BEGIN EXERCISE INPUTS

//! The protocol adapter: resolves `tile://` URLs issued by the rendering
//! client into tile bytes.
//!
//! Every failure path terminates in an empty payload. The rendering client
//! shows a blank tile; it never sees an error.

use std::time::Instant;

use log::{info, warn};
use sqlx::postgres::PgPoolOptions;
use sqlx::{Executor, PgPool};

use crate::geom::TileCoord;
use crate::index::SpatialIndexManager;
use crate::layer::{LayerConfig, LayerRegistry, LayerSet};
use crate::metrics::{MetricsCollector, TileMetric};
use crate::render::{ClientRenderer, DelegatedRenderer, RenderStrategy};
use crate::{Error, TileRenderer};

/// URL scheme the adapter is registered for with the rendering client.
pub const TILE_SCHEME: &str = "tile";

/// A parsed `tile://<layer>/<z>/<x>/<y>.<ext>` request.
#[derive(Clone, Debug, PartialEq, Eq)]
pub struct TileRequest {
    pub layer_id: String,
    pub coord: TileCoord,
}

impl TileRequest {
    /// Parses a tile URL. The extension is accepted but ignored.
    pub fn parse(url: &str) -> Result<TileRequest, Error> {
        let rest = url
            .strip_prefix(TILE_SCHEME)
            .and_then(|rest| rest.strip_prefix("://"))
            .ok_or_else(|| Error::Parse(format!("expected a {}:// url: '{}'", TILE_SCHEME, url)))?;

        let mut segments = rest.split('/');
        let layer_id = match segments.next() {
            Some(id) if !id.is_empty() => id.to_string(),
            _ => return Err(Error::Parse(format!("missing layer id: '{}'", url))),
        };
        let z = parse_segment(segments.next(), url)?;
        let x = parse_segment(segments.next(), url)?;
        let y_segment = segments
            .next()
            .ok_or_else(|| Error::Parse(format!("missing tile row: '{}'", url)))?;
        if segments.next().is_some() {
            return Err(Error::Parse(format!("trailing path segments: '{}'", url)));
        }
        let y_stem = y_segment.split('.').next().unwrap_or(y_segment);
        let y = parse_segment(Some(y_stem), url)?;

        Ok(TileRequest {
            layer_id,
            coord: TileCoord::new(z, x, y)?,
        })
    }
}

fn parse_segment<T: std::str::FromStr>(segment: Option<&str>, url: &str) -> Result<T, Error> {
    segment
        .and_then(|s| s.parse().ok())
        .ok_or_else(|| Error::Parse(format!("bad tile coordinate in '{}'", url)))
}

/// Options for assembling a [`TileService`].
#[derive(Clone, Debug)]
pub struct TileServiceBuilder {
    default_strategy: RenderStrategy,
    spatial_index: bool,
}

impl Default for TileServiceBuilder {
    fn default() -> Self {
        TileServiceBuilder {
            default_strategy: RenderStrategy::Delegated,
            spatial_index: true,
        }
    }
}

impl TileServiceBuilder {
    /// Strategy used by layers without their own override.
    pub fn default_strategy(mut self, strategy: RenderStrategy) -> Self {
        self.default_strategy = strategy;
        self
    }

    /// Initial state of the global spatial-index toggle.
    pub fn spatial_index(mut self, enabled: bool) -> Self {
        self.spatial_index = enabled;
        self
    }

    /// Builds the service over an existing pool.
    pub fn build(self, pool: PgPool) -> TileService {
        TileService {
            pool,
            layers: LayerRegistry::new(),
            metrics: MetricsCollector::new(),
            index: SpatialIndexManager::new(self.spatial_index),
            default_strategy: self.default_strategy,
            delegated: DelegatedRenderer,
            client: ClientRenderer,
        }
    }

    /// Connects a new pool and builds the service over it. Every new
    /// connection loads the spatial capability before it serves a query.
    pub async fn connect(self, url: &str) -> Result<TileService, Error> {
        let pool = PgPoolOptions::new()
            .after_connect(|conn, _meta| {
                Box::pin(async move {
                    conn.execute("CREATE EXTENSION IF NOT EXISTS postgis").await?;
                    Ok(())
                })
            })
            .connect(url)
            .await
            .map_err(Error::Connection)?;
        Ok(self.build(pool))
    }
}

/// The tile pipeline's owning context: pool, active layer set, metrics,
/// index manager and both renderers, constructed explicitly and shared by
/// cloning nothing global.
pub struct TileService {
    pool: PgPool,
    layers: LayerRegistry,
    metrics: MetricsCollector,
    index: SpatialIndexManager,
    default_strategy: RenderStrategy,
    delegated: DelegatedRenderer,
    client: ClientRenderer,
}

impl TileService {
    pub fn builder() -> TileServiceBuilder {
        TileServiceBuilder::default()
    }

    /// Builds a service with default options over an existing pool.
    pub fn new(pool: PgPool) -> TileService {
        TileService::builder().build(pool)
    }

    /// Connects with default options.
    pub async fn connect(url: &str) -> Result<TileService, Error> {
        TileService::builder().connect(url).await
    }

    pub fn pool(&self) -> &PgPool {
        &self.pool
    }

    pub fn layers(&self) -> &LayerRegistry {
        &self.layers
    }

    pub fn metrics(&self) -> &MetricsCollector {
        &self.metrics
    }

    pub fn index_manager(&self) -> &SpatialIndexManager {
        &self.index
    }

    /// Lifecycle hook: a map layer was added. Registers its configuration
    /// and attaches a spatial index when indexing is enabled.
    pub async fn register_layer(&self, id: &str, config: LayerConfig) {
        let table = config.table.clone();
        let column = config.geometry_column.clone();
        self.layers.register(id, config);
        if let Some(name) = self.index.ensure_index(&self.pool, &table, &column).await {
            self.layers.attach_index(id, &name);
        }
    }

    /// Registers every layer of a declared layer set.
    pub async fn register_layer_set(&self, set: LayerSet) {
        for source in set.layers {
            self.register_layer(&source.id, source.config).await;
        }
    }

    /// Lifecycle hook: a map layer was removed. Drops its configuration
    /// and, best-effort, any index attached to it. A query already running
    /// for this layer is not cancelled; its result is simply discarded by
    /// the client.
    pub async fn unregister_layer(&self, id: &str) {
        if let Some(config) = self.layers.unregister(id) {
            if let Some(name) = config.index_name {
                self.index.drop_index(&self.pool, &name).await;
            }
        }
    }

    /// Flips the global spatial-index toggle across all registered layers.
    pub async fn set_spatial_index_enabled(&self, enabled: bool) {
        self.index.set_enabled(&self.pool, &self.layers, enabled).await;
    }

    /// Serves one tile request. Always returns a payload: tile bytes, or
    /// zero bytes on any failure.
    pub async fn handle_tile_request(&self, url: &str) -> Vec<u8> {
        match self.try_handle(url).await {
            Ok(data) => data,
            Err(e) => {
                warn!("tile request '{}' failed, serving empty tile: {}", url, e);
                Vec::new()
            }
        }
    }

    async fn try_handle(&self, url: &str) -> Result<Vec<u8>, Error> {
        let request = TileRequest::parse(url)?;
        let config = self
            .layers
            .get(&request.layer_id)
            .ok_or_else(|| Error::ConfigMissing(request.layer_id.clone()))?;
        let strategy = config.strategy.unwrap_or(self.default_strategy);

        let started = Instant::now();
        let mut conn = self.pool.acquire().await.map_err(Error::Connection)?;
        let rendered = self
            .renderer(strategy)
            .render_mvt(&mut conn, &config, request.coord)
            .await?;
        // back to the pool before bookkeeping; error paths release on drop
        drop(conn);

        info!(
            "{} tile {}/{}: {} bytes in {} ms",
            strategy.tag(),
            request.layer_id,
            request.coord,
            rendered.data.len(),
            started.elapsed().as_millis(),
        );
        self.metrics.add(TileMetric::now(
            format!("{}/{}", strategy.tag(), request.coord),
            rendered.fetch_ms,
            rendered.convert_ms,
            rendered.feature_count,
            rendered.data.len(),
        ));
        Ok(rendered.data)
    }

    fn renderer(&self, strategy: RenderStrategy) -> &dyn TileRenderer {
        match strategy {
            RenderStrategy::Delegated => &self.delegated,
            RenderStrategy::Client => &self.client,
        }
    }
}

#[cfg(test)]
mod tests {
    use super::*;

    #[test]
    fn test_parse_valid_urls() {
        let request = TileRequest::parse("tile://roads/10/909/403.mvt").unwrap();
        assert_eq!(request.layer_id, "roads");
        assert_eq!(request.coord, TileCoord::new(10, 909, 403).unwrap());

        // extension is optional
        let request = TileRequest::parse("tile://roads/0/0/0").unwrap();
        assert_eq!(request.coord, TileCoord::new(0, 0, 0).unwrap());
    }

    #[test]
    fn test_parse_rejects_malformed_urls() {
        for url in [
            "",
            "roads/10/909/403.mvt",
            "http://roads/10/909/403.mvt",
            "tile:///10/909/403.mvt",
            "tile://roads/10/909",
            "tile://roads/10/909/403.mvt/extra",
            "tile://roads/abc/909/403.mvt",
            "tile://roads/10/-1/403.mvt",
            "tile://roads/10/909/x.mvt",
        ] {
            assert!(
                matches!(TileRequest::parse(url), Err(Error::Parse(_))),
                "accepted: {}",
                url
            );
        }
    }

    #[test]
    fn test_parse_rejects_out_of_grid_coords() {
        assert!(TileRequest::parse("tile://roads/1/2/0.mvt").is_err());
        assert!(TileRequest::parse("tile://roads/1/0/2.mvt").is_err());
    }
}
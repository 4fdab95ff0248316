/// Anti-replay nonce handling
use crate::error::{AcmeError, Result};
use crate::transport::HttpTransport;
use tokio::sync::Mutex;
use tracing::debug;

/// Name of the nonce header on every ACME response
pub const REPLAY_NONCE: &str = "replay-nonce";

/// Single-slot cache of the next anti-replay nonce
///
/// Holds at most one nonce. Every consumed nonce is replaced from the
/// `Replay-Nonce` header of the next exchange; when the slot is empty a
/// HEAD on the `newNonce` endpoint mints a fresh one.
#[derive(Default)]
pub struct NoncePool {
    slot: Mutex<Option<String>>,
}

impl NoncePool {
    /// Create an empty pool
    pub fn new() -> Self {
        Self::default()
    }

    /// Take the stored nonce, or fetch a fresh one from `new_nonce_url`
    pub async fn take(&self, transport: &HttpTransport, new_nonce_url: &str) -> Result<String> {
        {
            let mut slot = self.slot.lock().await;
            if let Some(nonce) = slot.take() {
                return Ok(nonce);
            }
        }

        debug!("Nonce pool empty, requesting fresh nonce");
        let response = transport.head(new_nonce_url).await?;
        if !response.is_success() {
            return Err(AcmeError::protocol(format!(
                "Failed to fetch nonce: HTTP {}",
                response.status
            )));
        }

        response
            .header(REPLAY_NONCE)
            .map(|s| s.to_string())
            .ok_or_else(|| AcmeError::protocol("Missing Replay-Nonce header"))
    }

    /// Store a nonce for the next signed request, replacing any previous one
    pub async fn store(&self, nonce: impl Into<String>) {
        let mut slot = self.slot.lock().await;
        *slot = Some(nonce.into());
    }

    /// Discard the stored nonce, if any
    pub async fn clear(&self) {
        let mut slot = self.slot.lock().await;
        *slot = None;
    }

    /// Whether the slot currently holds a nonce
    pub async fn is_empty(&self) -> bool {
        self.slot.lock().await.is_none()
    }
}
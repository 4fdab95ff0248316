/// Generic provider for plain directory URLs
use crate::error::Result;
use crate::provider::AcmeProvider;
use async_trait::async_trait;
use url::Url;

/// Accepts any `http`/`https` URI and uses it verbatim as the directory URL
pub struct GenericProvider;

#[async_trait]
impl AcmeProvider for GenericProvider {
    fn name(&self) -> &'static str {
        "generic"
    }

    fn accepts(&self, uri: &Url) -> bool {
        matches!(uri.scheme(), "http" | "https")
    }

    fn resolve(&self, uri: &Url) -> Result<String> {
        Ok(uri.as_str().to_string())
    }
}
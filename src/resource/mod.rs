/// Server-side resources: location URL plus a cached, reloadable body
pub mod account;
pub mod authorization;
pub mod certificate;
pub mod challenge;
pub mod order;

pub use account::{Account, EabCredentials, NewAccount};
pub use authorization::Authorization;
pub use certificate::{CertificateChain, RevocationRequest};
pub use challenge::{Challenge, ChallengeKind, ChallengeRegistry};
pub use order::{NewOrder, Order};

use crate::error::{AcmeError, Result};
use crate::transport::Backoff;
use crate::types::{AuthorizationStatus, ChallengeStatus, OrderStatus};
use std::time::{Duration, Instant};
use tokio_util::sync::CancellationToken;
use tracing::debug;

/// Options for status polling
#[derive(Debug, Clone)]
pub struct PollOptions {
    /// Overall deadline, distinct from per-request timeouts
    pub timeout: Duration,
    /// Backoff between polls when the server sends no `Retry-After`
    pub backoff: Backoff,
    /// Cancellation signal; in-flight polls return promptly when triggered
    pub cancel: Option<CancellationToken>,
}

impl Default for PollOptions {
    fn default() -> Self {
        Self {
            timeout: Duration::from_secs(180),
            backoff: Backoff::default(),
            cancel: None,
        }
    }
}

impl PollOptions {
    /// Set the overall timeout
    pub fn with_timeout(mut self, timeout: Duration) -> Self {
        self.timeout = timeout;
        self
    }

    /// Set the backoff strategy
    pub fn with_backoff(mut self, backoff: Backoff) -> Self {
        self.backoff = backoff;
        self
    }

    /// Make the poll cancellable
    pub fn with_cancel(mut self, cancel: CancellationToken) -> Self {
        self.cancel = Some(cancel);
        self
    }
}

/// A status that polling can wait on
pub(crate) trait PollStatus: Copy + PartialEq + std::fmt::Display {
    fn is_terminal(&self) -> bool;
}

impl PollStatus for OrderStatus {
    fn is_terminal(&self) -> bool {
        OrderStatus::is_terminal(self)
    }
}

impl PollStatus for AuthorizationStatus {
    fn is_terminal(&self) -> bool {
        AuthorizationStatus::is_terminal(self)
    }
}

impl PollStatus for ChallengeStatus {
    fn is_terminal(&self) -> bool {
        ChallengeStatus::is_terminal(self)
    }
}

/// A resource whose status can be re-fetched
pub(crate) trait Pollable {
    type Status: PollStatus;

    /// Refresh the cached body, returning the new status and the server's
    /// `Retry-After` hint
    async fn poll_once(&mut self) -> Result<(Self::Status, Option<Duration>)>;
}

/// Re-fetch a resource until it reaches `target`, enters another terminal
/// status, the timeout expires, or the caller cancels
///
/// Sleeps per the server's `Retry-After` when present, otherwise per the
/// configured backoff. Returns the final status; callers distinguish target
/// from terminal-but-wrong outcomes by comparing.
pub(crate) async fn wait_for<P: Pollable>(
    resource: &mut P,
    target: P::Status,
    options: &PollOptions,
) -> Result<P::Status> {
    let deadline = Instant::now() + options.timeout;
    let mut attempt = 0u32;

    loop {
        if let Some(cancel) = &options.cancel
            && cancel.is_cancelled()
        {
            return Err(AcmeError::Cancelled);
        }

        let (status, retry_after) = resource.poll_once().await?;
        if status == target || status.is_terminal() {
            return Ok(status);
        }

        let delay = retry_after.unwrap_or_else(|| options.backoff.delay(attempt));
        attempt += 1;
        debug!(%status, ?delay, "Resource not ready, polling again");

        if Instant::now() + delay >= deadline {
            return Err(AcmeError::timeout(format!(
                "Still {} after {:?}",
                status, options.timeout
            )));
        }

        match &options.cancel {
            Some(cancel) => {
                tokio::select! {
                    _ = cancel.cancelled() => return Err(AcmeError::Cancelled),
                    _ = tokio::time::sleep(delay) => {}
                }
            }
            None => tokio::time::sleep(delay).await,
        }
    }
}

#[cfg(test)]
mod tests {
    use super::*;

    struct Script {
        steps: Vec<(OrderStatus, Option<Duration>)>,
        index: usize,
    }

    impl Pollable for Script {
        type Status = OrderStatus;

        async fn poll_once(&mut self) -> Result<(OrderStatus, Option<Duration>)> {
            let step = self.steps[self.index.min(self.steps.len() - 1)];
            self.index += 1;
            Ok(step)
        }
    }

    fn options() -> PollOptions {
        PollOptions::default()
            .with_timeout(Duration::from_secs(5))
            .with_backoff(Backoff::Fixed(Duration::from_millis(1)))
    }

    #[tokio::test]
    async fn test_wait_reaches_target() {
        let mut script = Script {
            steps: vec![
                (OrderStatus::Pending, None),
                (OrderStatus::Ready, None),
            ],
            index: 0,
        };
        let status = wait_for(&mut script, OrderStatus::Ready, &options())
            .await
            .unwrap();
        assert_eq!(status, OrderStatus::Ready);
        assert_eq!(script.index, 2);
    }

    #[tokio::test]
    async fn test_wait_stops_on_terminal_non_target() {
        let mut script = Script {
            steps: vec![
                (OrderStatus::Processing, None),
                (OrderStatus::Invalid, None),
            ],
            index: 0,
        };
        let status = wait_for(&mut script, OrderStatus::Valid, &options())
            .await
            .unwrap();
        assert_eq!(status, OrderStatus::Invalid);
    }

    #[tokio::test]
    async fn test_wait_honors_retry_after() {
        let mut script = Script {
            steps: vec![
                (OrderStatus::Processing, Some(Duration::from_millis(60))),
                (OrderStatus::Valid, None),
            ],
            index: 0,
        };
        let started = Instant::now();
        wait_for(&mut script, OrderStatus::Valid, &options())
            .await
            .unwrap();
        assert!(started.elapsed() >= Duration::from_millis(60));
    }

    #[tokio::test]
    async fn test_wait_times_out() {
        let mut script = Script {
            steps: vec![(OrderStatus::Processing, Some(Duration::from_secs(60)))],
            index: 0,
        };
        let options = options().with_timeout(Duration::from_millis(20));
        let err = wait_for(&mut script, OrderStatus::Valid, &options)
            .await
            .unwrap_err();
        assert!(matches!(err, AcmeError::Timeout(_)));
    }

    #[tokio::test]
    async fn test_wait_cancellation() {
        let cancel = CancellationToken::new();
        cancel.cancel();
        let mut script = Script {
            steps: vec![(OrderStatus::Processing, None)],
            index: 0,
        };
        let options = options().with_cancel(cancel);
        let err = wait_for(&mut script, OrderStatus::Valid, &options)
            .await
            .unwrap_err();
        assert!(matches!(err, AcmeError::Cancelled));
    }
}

END EXERCISE INPUTS

# EXERCISE DETAILS
List all lines above in which the string "existing" appears.

# YOUR SOLUTION
    /// Builds the service over an existing pool.
    /// Builds a service with default options over an existing pool.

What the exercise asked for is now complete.